Years ago, Woody’s Cheesesteaks, a little shack at the bizarre, horribly designed intersection of Monroe and Virginia, was one of those places that I would always drive past, wondering whether the food was any good, but unable to find out because they had already closed. They used to keep really unfriendly hours, but had a pretty devoted clientele in the neighborhood.
I think that another problem has always been the warring strip malls in the region and their parking enforcement. It should make sense to park over at the Midtown Art Cinema’s lot, walk over to Woody’s and then come back for a movie, but you risk having your car towed for that. Heck, I’m afraid to leave my car at the movie lot and walk as far as the Trader Joe’s. No, you have to fight for one of the small handful of spaces at Woody’s or the teeny strip mall behind it, get a meal and then move your car sixty seconds’ drive down Monroe to see a movie, which is a criminal waste of gas and time you could spend getting a little exercise.
Well, this past Saturday, we were going to see a movie after lunch, but that was down at the Plaza, so I suppose it was okay to park here and then move the car. (You do know that I’m being a little intentionally silly, right?)

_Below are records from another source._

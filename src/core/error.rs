//! Error types.
//!
//! - `ConfigError`: bad level configuration; fatal when building a level
//! - `TransitionError`: state machine contract violations; the game state
//!   is left unchanged
//! - `GameError`: either of the above, returned by the `Game` API

use std::path::PathBuf;

use thiserror::Error;

use crate::core::Position;
use crate::machine::GameState;

/// Level configuration problems.
#[derive(Debug, Error)]
pub enum ConfigError {
    /// Width or height is zero.
    #[error("grid dimensions must be positive, got {width}x{height}")]
    InvalidDimensions {
        /// Requested width.
        width: u32,
        /// Requested height.
        height: u32,
    },

    /// Win threshold is not a power of two of at least 4.
    #[error("win condition must be a power of two >= 4, got {0}")]
    InvalidWinCondition(u32),

    /// A tile value that is not a power of two of at least 2.
    #[error("tile value must be a power of two >= 2, got {0}")]
    InvalidTileValue(u32),

    /// Two descriptors share a value.
    #[error("tile type for value {0} registered twice")]
    DuplicateTileType(u32),

    /// A value that can occur has no descriptor.
    #[error("no tile type registered for value {0}")]
    MissingTileType(u32),

    /// Configuration file could not be read.
    #[error("failed to read config {path}: {source}")]
    Io {
        /// File that failed to load.
        path: PathBuf,
        /// Underlying I/O error.
        #[source]
        source: std::io::Error,
    },

    /// Configuration file is not valid TOML for `LevelConfig`.
    #[error("failed to parse config: {0}")]
    Parse(#[from] toml::de::Error),
}

/// Requests the state machine refuses.
#[derive(Clone, Debug, PartialEq, Eq, Error)]
pub enum TransitionError {
    /// The transition table has no edge `from -> to`.
    #[error("invalid transition {from:?} -> {to:?}")]
    Invalid {
        /// Current state.
        from: GameState,
        /// Requested state.
        to: GameState,
    },

    /// `start` was called on a level that already left `GenerateLevel`.
    #[error("level already started (state {0:?})")]
    AlreadyStarted(GameState),

    /// A move was requested outside `WaitingInput`.
    #[error("cannot start a move in state {0:?}")]
    NotAwaitingInput(GameState),

    /// Move completion was signalled with no move in flight.
    #[error("no move in flight (state {0:?})")]
    NoMoveInFlight(GameState),

    /// A plan computed against an older board was committed.
    #[error("move plan for board revision {plan} does not match revision {board}")]
    StalePlan {
        /// Revision the plan was computed against.
        plan: u64,
        /// Current board revision.
        board: u64,
    },

    /// A plan sends a tile or a merge result onto a cell that is taken,
    /// or names a tile that is not on the board.
    #[error("move plan conflicts with the board at {0}")]
    PlanConflict(Position),
}

/// Any error surfaced by the game API.
#[derive(Debug, Error)]
pub enum GameError {
    /// Configuration error.
    #[error(transparent)]
    Config(#[from] ConfigError),

    /// State machine contract violation.
    #[error(transparent)]
    Transition(#[from] TransitionError),
}

#[cfg(test)]
mod tests {
    use super::*;

    #[test]
    fn test_config_error_messages() {
        let err = ConfigError::InvalidDimensions { width: 0, height: 4 };
        assert_eq!(err.to_string(), "grid dimensions must be positive, got 0x4");

        let err = ConfigError::MissingTileType(4096);
        assert_eq!(err.to_string(), "no tile type registered for value 4096");
    }

    #[test]
    fn test_transition_error_messages() {
        let err = TransitionError::Invalid {
            from: GameState::Win,
            to: GameState::SpawningBlocks,
        };
        assert_eq!(err.to_string(), "invalid transition Win -> SpawningBlocks");
    }

    #[test]
    fn test_game_error_from() {
        let err: GameError = TransitionError::NoMoveInFlight(GameState::WaitingInput).into();
        assert!(matches!(err, GameError::Transition(_)));
        assert_eq!(err.to_string(), "no move in flight (state WaitingInput)");

        let err: GameError = ConfigError::InvalidWinCondition(3).into();
        assert!(matches!(err, GameError::Config(_)));
    }
}
//! Tile identification.
//!
//! Every tile created during a level gets a fresh `TileId`. Identities are
//! never reused: a merge destroys both inputs and creates a new tile, so
//! presenters can key their visual objects on the id.
//!
//! ```
//! use rust_2048::core::TileId;
//!
//! let first = TileId::new(0);
//! assert_eq!(first.next(), TileId::new(1));
//! ```

use serde::{Deserialize, Serialize};

/// Unique identifier for a tile within a level.
#[derive(Clone, Copy, Debug, PartialEq, Eq, Hash, PartialOrd, Ord, Serialize, Deserialize)]
pub struct TileId(pub u32);

impl TileId {
    /// Create a tile ID.
    #[must_use]
    pub const fn new(id: u32) -> Self {
        Self(id)
    }

    /// Get the raw ID value.
    #[must_use]
    pub const fn raw(self) -> u32 {
        self.0
    }

    /// The id allocated after this one.
    #[must_use]
    pub const fn next(self) -> Self {
        Self(self.0 + 1)
    }
}

impl From<u32> for TileId {
    fn from(id: u32) -> Self {
        Self(id)
    }
}

impl std::fmt::Display for TileId {
    fn fmt(&self, f: &mut std::fmt::Formatter<'_>) -> std::fmt::Result {
        write!(f, "Tile({})", self.0)
    }
}
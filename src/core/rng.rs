//! Injected randomness for tile spawning.
//!
//! ## Key Features
//!
//! - **Injected**: the spawner owns a `RandomSource`; nothing reads ambient
//!   global random state
//! - **Deterministic**: `GameRng` with the same seed produces the same game
//! - **Scriptable**: `FixedRandom` returns a constant draw for tests
//!
//! ```
//! use rust_2048::core::{GameRng, RandomSource};
//!
//! let mut a = GameRng::new(42);
//! let mut b = GameRng::new(42);
//! assert_eq!(a.next_value(), b.next_value());
//!
//! let value = a.next_value();
//! assert!((0.0..1.0).contains(&value));
//! ```

use rand::{Rng, SeedableRng};
use rand_chacha::ChaCha8Rng;

/// Source of uniform draws used by the spawner.
///
/// `shuffle` has a Fisher-Yates default built on `next_value`, so a
/// scripted source only needs to provide draws.
pub trait RandomSource {
    /// Uniform draw in `[0, 1)`.
    fn next_value(&mut self) -> f32;

    /// Shuffle a slice in place.
    fn shuffle<T>(&mut self, items: &mut [T]) {
        for i in (1..items.len()).rev() {
            let j = ((self.next_value() * (i + 1) as f32) as usize).min(i);
            items.swap(i, j);
        }
    }
}

/// Deterministic seeded RNG.
///
/// Uses ChaCha8 for speed with good statistical quality.
#[derive(Clone, Debug)]
pub struct GameRng {
    inner: ChaCha8Rng,
    seed: u64,
}

impl GameRng {
    /// Create a new RNG with the given seed.
    #[must_use]
    pub fn new(seed: u64) -> Self {
        Self {
            inner: ChaCha8Rng::seed_from_u64(seed),
            seed,
        }
    }

    /// Seed this RNG was created with.
    #[must_use]
    pub fn seed(&self) -> u64 {
        self.seed
    }
}

impl RandomSource for GameRng {
    fn next_value(&mut self) -> f32 {
        self.inner.gen::<f32>()
    }

    fn shuffle<T>(&mut self, items: &mut [T]) {
        use rand::seq::SliceRandom;
        items.shuffle(&mut self.inner);
    }
}

/// Random source that always returns the same draw.
///
/// With a constant draw the default shuffle is a fixed permutation, so
/// spawn placement is fully predictable.
///
/// ```
/// use rust_2048::core::{FixedRandom, RandomSource};
///
/// let mut rng = FixedRandom::new(0.9);
/// assert_eq!(rng.next_value(), 0.9);
/// ```
#[derive(Clone, Copy, Debug, PartialEq)]
pub struct FixedRandom {
    value: f32,
}

impl FixedRandom {
    /// Create a source returning `value` on every draw.
    ///
    /// Values outside `[0, 1)` are clamped into range.
    #[must_use]
    pub fn new(value: f32) -> Self {
        Self {
            value: value.clamp(0.0, 1.0 - f32::EPSILON),
        }
    }
}

impl RandomSource for FixedRandom {
    fn next_value(&mut self) -> f32 {
        self.value
    }
}

impl<R: RandomSource> RandomSource for &mut R {
    fn next_value(&mut self) -> f32 {
        (**self).next_value()
    }

    fn shuffle<T>(&mut self, items: &mut [T]) {
        (**self).shuffle(items);
    }
}

#[cfg(test)]
mod tests {
    use super::*;

    #[test]
    fn test_determinism() {
        let mut rng1 = GameRng::new(42);
        let mut rng2 = GameRng::new(42);

        for _ in 0..100 {
            assert_eq!(rng1.next_value(), rng2.next_value());
        }
    }

    #[test]
    fn test_different_seeds() {
        let mut rng1 = GameRng::new(1);
        let mut rng2 = GameRng::new(2);

        let seq1: Vec<_> = (0..10).map(|_| rng1.next_value()).collect();
        let seq2: Vec<_> = (0..10).map(|_| rng2.next_value()).collect();

        assert_ne!(seq1, seq2);
    }

    #[test]
    fn test_values_in_unit_interval() {
        let mut rng = GameRng::new(7);
        for _ in 0..1000 {
            let v = rng.next_value();
            assert!((0.0..1.0).contains(&v));
        }
    }

    #[test]
    fn test_shuffle() {
        let mut rng = GameRng::new(42);
        let mut data = vec![1, 2, 3, 4, 5, 6, 7, 8, 9, 10];
        let original = data.clone();

        rng.shuffle(&mut data);

        // Same elements, different order (very likely)
        assert_ne!(data, original);

        data.sort();
        assert_eq!(data, original);
    }

    #[test]
    fn test_fixed_random_default_shuffle_is_permutation() {
        let mut rng = FixedRandom::new(0.5);
        let mut data = vec![1, 2, 3, 4, 5];

        rng.shuffle(&mut data);
        let mut again = vec![1, 2, 3, 4, 5];
        FixedRandom::new(0.5).shuffle(&mut again);

        assert_eq!(data, again);
        data.sort();
        assert_eq!(data, vec![1, 2, 3, 4, 5]);
    }

    #[test]
    fn test_fixed_random_clamps() {
        let mut high = FixedRandom::new(3.0);
        assert!(high.next_value() < 1.0);

        let mut low = FixedRandom::new(-1.0);
        assert_eq!(low.next_value(), 0.0);
    }

    #[test]
    fn test_mut_ref_forwards() {
        fn draw<R: RandomSource>(mut source: R) -> f32 {
            source.next_value()
        }

        let mut rng = FixedRandom::new(0.25);
        assert_eq!(draw(&mut rng), 0.25);
    }
}
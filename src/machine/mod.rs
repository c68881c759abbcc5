//! Game state machine and presentation hooks.
//!
//! ## Key Types
//!
//! - `GameState`: the six level states and their transition table
//! - `Game`: owns a level and runs one handler per state
//! - `Presenter`: receives tile, move and state events

mod game;
mod presenter;
mod state;

pub use game::{Game, InputOutcome};
pub use presenter::{NullPresenter, Presenter};
pub use state::GameState;
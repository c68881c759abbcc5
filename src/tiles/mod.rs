//! Tile system: descriptors, instances, and registry.
//!
//! ## Key Types
//!
//! - `TileType`: static display data for one value
//! - `TileTypeRegistry`: value → descriptor lookup
//! - `Tile`: runtime tile (id, value, occupied cell, merge target)

pub mod registry;
pub mod tile;
pub mod tile_type;

pub use registry::TileTypeRegistry;
pub use tile::Tile;
pub use tile_type::{is_tile_value, Color, TileType, MIN_TILE_VALUE};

Now, back when Woody’s was originally open during its unfriendly lunch-and-a-bit hour, it did have a very good reputation for serving up, after an apparently considerable wait, some really excellent grilled-to-order cheesesteaks. The original owner, David Pastoria, was much loved, but with a little exasperation for the long lines and short hours. Or maybe not “short” so much as “erratic.” He decided to step down in 2009, and passed ownership of Woody’s to Steven Renner, who has made some changes to the place. For one thing, nowadays they’re open more often than not.
I never tried Pastoria’s original, of course, but my son and I stopped by just as they opened, meeting our friends Matt and Kelley, who came into the city to see the original Frankenstein with us at the Plaza Theatre. This is part of the monthly – at least I think it’s monthly – Silver Scream Spook Show, a complete riot of fun, silly costumes, bad jokes and go-go dancers from the local Blast-Off Burlesque troupe. Now that the Spook Show has resumed operations after a few months’ break, we are looking forward to going to see them from time to time, and having an early lunch somewhere in Atlanta beforehand.
Honestly, we need not have arrived at Woody’s quite as early as eleven to have time to make it over to the Plaza, but it gave us the chance to see the place in action before it got too busy. We didn’t have the really long wait for our orders that diners of the original Woody’s have reported, but maybe about five minutes. They serve their sandwiches in table-covering butcher paper. Matt and I each had a traditional cheesesteak, mine with added mushrooms. Kelley had a hot dog and my son had an Italian sub. We all enjoyed them, but I was a little surprised that less meat had made it into my roll than I would have thought.
It was a pretty good sandwich and quite filling, but it was not quite as good as a Mad Italian cheesesteak, and nowhere close to the awesome ones available at Roy’s in Smyrna. My son was raving about his Italian sub, but that could be the Jack Benny in him. Every sandwich my boy has is the best sandwich that he’s ever had, so he’s not the most reliable of reporters. His milkshake, made with Breyer’s ice cream, certainly was terrific. In all, it was a pretty good meal, certainly among the better cheesesteaks in the city. With much more convenient hours for dinner and late night guests – they’re open until 4 in the morning on the weekends – I could see us stopping in again if we are in the area, and if we can find a parking place without anybody being a jerk about it.